El pescador es un ser mágico. Paciente, solitario, intuitivo y esperanzado. El pescador que pesca en arroyos y en lagunas puede pasar varias horas en silencio, mirando sus aparejos tendidos sobre el agua mansa, como dedos alargados de blanca tanza. Tensos, alertas y dispuestos, a la espera del pique o de la corrida larga del bagre o del pintado.
El fuego pequeño, la caldera de lata y al fondo, un poco más sobre el barranco; un montón de leña seca, para mantener la lumbre en la noche fría.
La lata con las lombrices, el balde con agua y dentro del él; las mojarras que se mueven silenciosas, a la espera de su destino de carnada… Mientras tanto, en el monte oscurecido aletean los “palomones” y las gallinetas.
El silencio infinito lo cubre todo.
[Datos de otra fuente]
// Console logging via tracing

use tracing_subscriber::EnvFilter;

fn default_directive(verbosity: u8) -> &'static str {
    match verbosity {
        0 => "info",
        1 => "debug",
        _ => "trace",
    }
}

/// Install a stderr subscriber. `RUST_LOG` wins over `verbosity`.
pub fn init(verbosity: u8) {
    let filter = EnvFilter::try_from_default_env()
        .unwrap_or_else(|_| EnvFilter::new(default_directive(verbosity)));

    // A second init (tests, embedding) keeps the first subscriber
    let _ = tracing_subscriber::fmt()
        .with_env_filter(filter)
        .with_writer(std::io::stderr)
        .with_target(false)
        .try_init();
}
Ahora se rompe con el crepitar de las brasas. El olor de la madera encendida es intenso, el blanquillo, el arrayán y como trasfoguero el espinillo.
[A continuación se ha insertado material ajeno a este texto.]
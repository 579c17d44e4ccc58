use crate::error::{Error, Result};
use std::fs;
use std::io::{self, BufRead, BufReader, ErrorKind, Read, Write};
use std::path::{Path, PathBuf};
use std::process::{Child, Command, ExitStatus, Stdio};
use std::thread::{self, JoinHandle};
use std::time::{Duration, Instant};
use tracing::{debug, info, warn};

const WAIT_POLL_INTERVAL: Duration = Duration::from_millis(100);

/// Build the encode command:
/// `<ffmpeg> -stats -n -i <input> [-vf <filter>] <args...> <output>`
///
/// `-n` makes ffmpeg refuse to overwrite, so a racing output is never clobbered.
pub fn build_encode_cmd(
    encode_binary: &Path,
    input: &Path,
    output: &Path,
    video_filter: Option<&str>,
    args: &[String],
) -> Command {
    let mut cmd = Command::new(encode_binary);
    cmd.arg("-stats").arg("-n").arg("-i").arg(input);

    if let Some(filter) = video_filter.filter(|f| !f.is_empty()) {
        cmd.arg("-vf").arg(filter);
    }

    cmd.args(args);
    cmd.arg(output);
    cmd
}

/// Shell-quoted rendering of a command, for logs
pub fn format_encode_cmd(cmd: &Command) -> String {
    let parts: Vec<String> = std::iter::once(cmd.get_program())
        .chain(cmd.get_args())
        .map(|s| s.to_string_lossy().into_owned())
        .collect();

    shlex::try_join(parts.iter().map(String::as_str)).unwrap_or_else(|_| parts.join(" "))
}

/// Copy `reader` to `writer` one line at a time until EOF.
///
/// Each line is flushed so ffmpeg's progress shows up as it happens. Returns the
/// number of bytes copied; a read or write error ends the copy.
pub fn drain_lines<R: Read, W: Write>(reader: R, mut writer: W) -> io::Result<u64> {
    let mut reader = BufReader::new(reader);
    let mut line = Vec::new();
    let mut total = 0u64;

    loop {
        line.clear();
        let n = reader.read_until(b'\n', &mut line)?;
        if n == 0 {
            break;
        }
        writer.write_all(&line)?;
        writer.flush()?;
        total += n as u64;
    }

    Ok(total)
}

fn spawn_drain<R, W>(name: &'static str, reader: R, writer: W) -> JoinHandle<()>
where
    R: Read + Send + 'static,
    W: Write + Send + 'static,
{
    thread::spawn(move || match drain_lines(reader, writer) {
        Ok(bytes) => debug!(stream = name, bytes, "drain finished"),
        Err(e) => warn!(stream = name, error = %e, "drain stopped early"),
    })
}

fn wait_with_timeout(child: &mut Child, timeout: Option<Duration>) -> io::Result<Option<ExitStatus>> {
    let Some(timeout) = timeout else {
        return child.wait().map(Some);
    };

    let deadline = Instant::now() + timeout;
    loop {
        if let Some(status) = child.try_wait()? {
            return Ok(Some(status));
        }
        if Instant::now() >= deadline {
            kill_tree(child);
            child.wait()?;
            return Ok(None);
        }
        thread::sleep(WAIT_POLL_INTERVAL);
    }
}

// Anything the encoder forked still holds our pipes, so the whole group has to go
// or the drains never see EOF.
#[cfg(unix)]
fn kill_tree(child: &mut Child) {
    // SAFETY: kill(2) takes no pointers; a negative pid addresses the process group
    // created for this child in `run_encode`.
    let ret = unsafe { libc::kill(-(child.id() as libc::pid_t), libc::SIGKILL) };
    if ret != 0 {
        debug!(error = %io::Error::last_os_error(), "group kill failed, killing child only");
        kill_child(child);
    }
}

#[cfg(not(unix))]
fn kill_tree(child: &mut Child) {
    kill_child(child);
}

fn kill_child(child: &mut Child) {
    // The child may have exited between try_wait and kill
    if let Err(e) = child.kill() {
        debug!(error = %e, "kill after timeout failed");
    }
}

fn remove_partial_output(output: &Path) {
    match fs::remove_file(output) {
        Ok(()) => info!(output = %output.display(), "removed partial output"),
        Err(e) if e.kind() == ErrorKind::NotFound => {}
        Err(e) => warn!(
            output = %output.display(),
            error = %e,
            "failed to remove partial output"
        ),
    }
}

/// Run a prepared encode command to completion.
///
/// stdout and stderr of the child are drained on two threads into this process's
/// stdout and stderr. Both drains are joined before returning. With a timeout the
/// child runs in its own process group, and expiry kills that group. On a non-zero
/// exit or timeout the partial `output` is removed.
pub fn run_encode(
    mut cmd: Command,
    input: &Path,
    output: &Path,
    timeout: Option<Duration>,
) -> Result<()> {
    cmd.stdin(Stdio::null());
    cmd.stdout(Stdio::piped());
    cmd.stderr(Stdio::piped());

    #[cfg(unix)]
    if timeout.is_some() {
        // Own group, so a timeout can kill ffmpeg together with anything it spawned
        use std::os::unix::process::CommandExt;
        cmd.process_group(0);
    }

    let program = PathBuf::from(cmd.get_program());
    let mut child = cmd
        .spawn()
        .map_err(|source| Error::SpawnFailure { program, source })?;

    let mut drains = Vec::with_capacity(2);
    if let Some(stdout) = child.stdout.take() {
        drains.push(spawn_drain("stdout", stdout, io::stdout()));
    }
    if let Some(stderr) = child.stderr.take() {
        drains.push(spawn_drain("stderr", stderr, io::stderr()));
    }

    let waited = wait_with_timeout(&mut child, timeout);

    for handle in drains {
        if handle.join().is_err() {
            warn!("drain thread panicked");
        }
    }

    let reason = match waited {
        Ok(Some(status)) if status.success() => return Ok(()),
        Ok(Some(status)) => status.to_string(),
        Ok(None) => format!(
            "timed out after {}s",
            timeout.map(|t| t.as_secs_f64()).unwrap_or_default()
        ),
        Err(e) => format!("failed to wait for encoder: {}", e),
    };

    remove_partial_output(output);
    Err(Error::RuntimeFailure {
        input: input.to_path_buf(),
        reason,
    })
}

/// Transcode `input` into `output` with the given codec arguments
pub fn convert(
    encode_binary: &Path,
    input: &Path,
    output: &Path,
    video_filter: Option<&str>,
    args: &[String],
    timeout: Option<Duration>,
) -> Result<()> {
    let cmd = build_encode_cmd(encode_binary, input, output, video_filter, args);
    info!(command = %format_encode_cmd(&cmd), "calling encoder");
    run_encode(cmd, input, output, timeout)
}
Desde el agua se escuchan coletazos inquietos. En el aire el humo de la fogata construye barreras voluptuosas, que frenan en seco la amenaza aérea de los mosquitos nocturnos. En el cielo las primeras estrellas se encienden en la bóveda oscura y profunda. En la orilla… ¡¡¡comienza el vuelo raudo de un aparejo atardecido, al instante el lance veloz y certero del pescador que engancha un pintado, que se retuerce y se resiste en desesperado embate!!!. ¡Lucha!, ¡lucha!, pero la orilla con su arena humedecida le abre camino hasta la mano del pescador. Ya no se resiste, ya no se mueve, su dorada figura brilla bajo la luz incierta de la fogata, de las estrellas y de la luna que porfía por abrirse camino entre el monte, el agua y el brazo del pescador.
Dedicado a MARCIANO ROSA y a DANY ROSA CRUZ, pescadores de pura raza.